impl DigestChallenge {
    /// Parse a challenge, with or without the leading `Digest` scheme token.
    ///
    /// # Example
    /// ```ignore
    /// let challenge = DigestChallenge::parse_challenge(
    ///     r#"Digest realm="test", nonce="abc123", qop="auth", algorithm=MD5"#
    /// )?;
    /// ```
    pub fn parse_challenge(header: &str) -> Result<Self, NetError> {
        let header = header.trim();
        let params = match header.split_once(char::is_whitespace) {
            Some((scheme, rest)) if scheme.eq_ignore_ascii_case("digest") => rest,
            _ if header
                .get(..6)
                .is_some_and(|s| s.eq_ignore_ascii_case("digest")) =>
            {
                return Err(NetError::InvalidAuthChallenge)
            }
            _ => header,
        };

        let mut challenge = Self {
            realm: String::new(),
            nonce: String::new(),
            opaque: None,
            qop: Vec::new(),
            algorithm: DigestAlgorithm::default(),
            algorithm_named: false,
            stale: false,
            cnonce: OnceCell::new(),
            nonce_count: 0,
        };

        for part in split_challenge(params) {
            let (key, value) = parse_param(part)?;
            match key.to_ascii_lowercase().as_str() {
                "realm" => challenge.realm = value.to_string(),
                "nonce" => challenge.nonce = value.to_string(),
                "opaque" => challenge.opaque = Some(value.to_string()),
                "algorithm" => {
                    challenge.algorithm = DigestAlgorithm::parse(value)?;
                    challenge.algorithm_named = true;
                }
                "qop" => {
                    challenge.qop = value
                        .split(',')
                        .map(|q| q.trim().to_ascii_lowercase())
                        .filter(|q| !q.is_empty())
                        .collect();
                }
                "stale" => challenge.stale = value.eq_ignore_ascii_case("true"),
                _ => {}
            }
        }

        if challenge.nonce.is_empty() {
            return Err(NetError::InvalidAuthChallenge);
        }

        Ok(challenge)
    }

    pub fn realm(&self) -> &str {
        &self.realm
    }

    pub fn nonce(&self) -> &str {
        &self.nonce
    }

    pub fn opaque(&self) -> Option<&str> {
        self.opaque.as_deref()
    }

    pub fn algorithm(&self) -> DigestAlgorithm {
        self.algorithm
    }

    /// The qop values the server offered.
    pub fn qop(&self) -> &[String] {
        &self.qop
    }

    /// The server offered `qop=auth`.
    pub fn auth(&self) -> bool {
        self.qop.iter().any(|q| q == "auth")
    }

    /// The server offered `qop=auth-int`.
    pub fn auth_int(&self) -> bool {
        self.qop.iter().any(|q| q == "auth-int")
    }

    /// Check if this challenge indicates stale credentials (nonce expired).
    pub fn is_stale(&self) -> bool {
        self.stale
    }

    /// The client nonce, generated once per challenge.
    pub fn cnonce(&self) -> &str {
        self.cnonce.get_or_init(generate_cnonce)
    }

    pub fn nonce_count(&self) -> u32 {
        self.nonce_count
    }

    /// The current nonce count as eight hex digits.
    pub fn nc(&self) -> String {
        format!("{:08x}", self.nonce_count)
    }

    fn selected_qop(&self) -> Option<Qop> {
        if self.auth() {
            Some(Qop::Auth)
        } else if self.auth_int() {
            Some(Qop::AuthInt)
        } else {
            None
        }
    }

    /// Compute the `response` digest for the current nonce count.
    ///
    /// `body` only contributes under `qop=auth-int`.
    pub fn compute_response(
        &self,
        method: &str,
        uri: &str,
        credentials: &Authentication,
        body: &[u8],
    ) -> Result<String, NetError> {
        let md = self.algorithm.message_digest();

        // HA1 = H(user:realm:password)
        let a1 = format!(
            "{}:{}:{}",
            credentials.username(),
            self.realm,
            credentials.password()
        );
        let mut ha1 = hex_digest(md, a1.as_bytes())?;

        // For session algorithms: HA1 = H(H(user:realm:pass):nonce:cnonce)
        if self.algorithm.is_session() {
            let sess = format!("{}:{}:{}", ha1, self.nonce, self.cnonce());
            ha1 = hex_digest(md, sess.as_bytes())?;
        }

        // HA2 = H(method:uri) or H(method:uri:H(body))
        let qop = self.selected_qop();
        let a2 = match qop {
            Some(Qop::AuthInt) => format!("{}:{}:{}", method, uri, hex_digest(md, body)?),
            _ => format!("{}:{}", method, uri),
        };
        let ha2 = hex_digest(md, a2.as_bytes())?;

        let response = match qop {
            Some(qop) => format!(
                "{}:{}:{}:{}:{}:{}",
                ha1,
                self.nonce,
                self.nc(),
                self.cnonce(),
                qop.as_str(),
                ha2
            ),
            None => format!("{}:{}:{}", ha1, self.nonce, ha2),
        };

        hex_digest(md, response.as_bytes())
    }

    /// Bump the nonce count and build the `Authorization` header value.
    pub fn authorization(
        &mut self,
        method: &str,
        uri: &str,
        credentials: &Authentication,
        body: &[u8],
    ) -> Result<String, NetError> {
        self.nonce_count += 1;
        let response = self.compute_response(method, uri, credentials, body)?;

        let mut auth = format!(
            "Digest username=\"{}\", realm=\"{}\", nonce=\"{}\", uri=\"{}\", response=\"{}\"",
            credentials.username(),
            self.realm,
            self.nonce,
            uri,
            response
        );

        if let Some(qop) = self.selected_qop() {
            let _ = write!(
                auth,
                ", qop={}, nc={}, cnonce=\"{}\"",
                qop.as_str(),
                self.nc(),
                self.cnonce()
            );
        }

        if let Some(ref opaque) = self.opaque {
            let _ = write!(auth, ", opaque=\"{}\"", opaque);
        }

        if self.algorithm_named {
            let _ = write!(auth, ", algorithm={}", self.algorithm.as_str());
        }

        Ok(auth)
    }

    #[cfg(test)]
    fn with_cnonce(self, cnonce: &str) -> Self {
        let _ = self.cnonce.set(cnonce.to_string());
        self
    }
}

_WHAT YOU SHOULD DO_
For each record above, give it again without a single change.

_RESPONSE TO THIS TASK_
impl DigestChallenge {
    /// Parse a challenge, with or without the leading `Digest` scheme token.
    ///
    /// # Example
    /// ```ignore
    /// let challenge = DigestChallenge::parse_challenge(
    ///     r#"Digest realm="test", nonce="abc123", qop="auth", algorithm=MD5"#
    /// )?;
    /// ```
    pub fn parse_challenge(header: &str) -> Result<Self, NetError> {
        let header = header.trim();
        let params = match header.split_once(char::is_whitespace) {
            Some((scheme, rest)) if scheme.eq_ignore_ascii_case("digest") => rest,
            _ if header
                .get(..6)
                .is_some_and(|s| s.eq_ignore_ascii_case("digest")) =>
            {
                return Err(NetError::InvalidAuthChallenge)
            }
            _ => header,
        };

        let mut challenge = Self {
            realm: String::new(),
            nonce: String::new(),
            opaque: None,
            qop: Vec::new(),
            algorithm: DigestAlgorithm::default(),
            algorithm_named: false,
            stale: false,
            cnonce: OnceCell::new(),
            nonce_count: 0,
        };

        for part in split_challenge(params) {
            let (key, value) = parse_param(part)?;
            match key.to_ascii_lowercase().as_str() {
                "realm" => challenge.realm = value.to_string(),
                "nonce" => challenge.nonce = value.to_string(),
                "opaque" => challenge.opaque = Some(value.to_string()),
                "algorithm" => {
                    challenge.algorithm = DigestAlgorithm::parse(value)?;
                    challenge.algorithm_named = true;
                }
                "qop" => {
                    challenge.qop = value
                        .split(',')
                        .map(|q| q.trim().to_ascii_lowercase())
                        .filter(|q| !q.is_empty())
                        .collect();
                }
                "stale" => challenge.stale = value.eq_ignore_ascii_case("true"),
                _ => {}
            }
        }

        if challenge.nonce.is_empty() {
            return Err(NetError::InvalidAuthChallenge);
        }

        Ok(challenge)
    }

    pub fn realm(&self) -> &str {
        &self.realm
    }

    pub fn nonce(&self) -> &str {
        &self.nonce
    }

    pub fn opaque(&self) -> Option<&str> {
        self.opaque.as_deref()
    }

    pub fn algorithm(&self) -> DigestAlgorithm {
        self.algorithm
    }

    /// The qop values the server offered.
    pub fn qop(&self) -> &[String] {
        &self.qop
    }

    /// The server offered `qop=auth`.
    pub fn auth(&self) -> bool {
        self.qop.iter().any(|q| q == "auth")
    }

    /// The server offered `qop=auth-int`.
    pub fn auth_int(&self) -> bool {
        self.qop.iter().any(|q| q == "auth-int")
    }

    /// Check if this challenge indicates stale credentials (nonce expired).
    pub fn is_stale(&self) -> bool {
        self.stale
    }

    /// The client nonce, generated once per challenge.
    pub fn cnonce(&self) -> &str {
        self.cnonce.get_or_init(generate_cnonce)
    }

    pub fn nonce_count(&self) -> u32 {
        self.nonce_count
    }

    /// The current nonce count as eight hex digits.
    pub fn nc(&self) -> String {
        format!("{:08x}", self.nonce_count)
    }

    fn selected_qop(&self) -> Option<Qop> {
        if self.auth() {
            Some(Qop::Auth)
        } else if self.auth_int() {
            Some(Qop::AuthInt)
        } else {
            None
        }
    }

    /// Compute the `response` digest for the current nonce count.
    ///
    /// `body` only contributes under `qop=auth-int`.
    pub fn compute_response(
        &self,
        method: &str,
        uri: &str,
        credentials: &Authentication,
        body: &[u8],
    ) -> Result<String, NetError> {
        let md = self.algorithm.message_digest();

        // HA1 = H(user:realm:password)
        let a1 = format!(
            "{}:{}:{}",
            credentials.username(),
            self.realm,
            credentials.password()
        );
        let mut ha1 = hex_digest(md, a1.as_bytes())?;

        // For session algorithms: HA1 = H(H(user:realm:pass):nonce:cnonce)
        if self.algorithm.is_session() {
            let sess = format!("{}:{}:{}", ha1, self.nonce, self.cnonce());
            ha1 = hex_digest(md, sess.as_bytes())?;
        }

        // HA2 = H(method:uri) or H(method:uri:H(body))
        let qop = self.selected_qop();
        let a2 = match qop {
            Some(Qop::AuthInt) => format!("{}:{}:{}", method, uri, hex_digest(md, body)?),
            _ => format!("{}:{}", method, uri),
        };
        let ha2 = hex_digest(md, a2.as_bytes())?;

        let response = match qop {
            Some(qop) => format!(
                "{}:{}:{}:{}:{}:{}",
                ha1,
                self.nonce,
                self.nc(),
                self.cnonce(),
                qop.as_str(),
                ha2
            ),
            None => format!("{}:{}:{}", ha1, self.nonce, ha2),
        };

        hex_digest(md, response.as_bytes())
    }

    /// Bump the nonce count and build the `Authorization` header value.
    pub fn authorization(
        &mut self,
        method: &str,
        uri: &str,
        credentials: &Authentication,
        body: &[u8],
    ) -> Result<String, NetError> {
        self.nonce_count += 1;
        let response = self.compute_response(method, uri, credentials, body)?;

        let mut auth = format!(
            "Digest username=\"{}\", realm=\"{}\", nonce=\"{}\", uri=\"{}\", response=\"{}\"",
            credentials.username(),
            self.realm,
            self.nonce,
            uri,
            response
        );

        if let Some(qop) = self.selected_qop() {
            let _ = write!(
                auth,
                ", qop={}, nc={}, cnonce=\"{}\"",
                qop.as_str(),
                self.nc(),
                self.cnonce()
            );
        }

        if let Some(ref opaque) = self.opaque {
            let _ = write!(auth, ", opaque=\"{}\"", opaque);
        }

        if self.algorithm_named {
            let _ = write!(auth, ", algorithm={}", self.algorithm.as_str());
        }

        Ok(auth)
    }

    #[cfg(test)]
    fn with_cnonce(self, cnonce: &str) -> Self {
        let _ = self.cnonce.set(cnonce.to_string());
        self
    }
}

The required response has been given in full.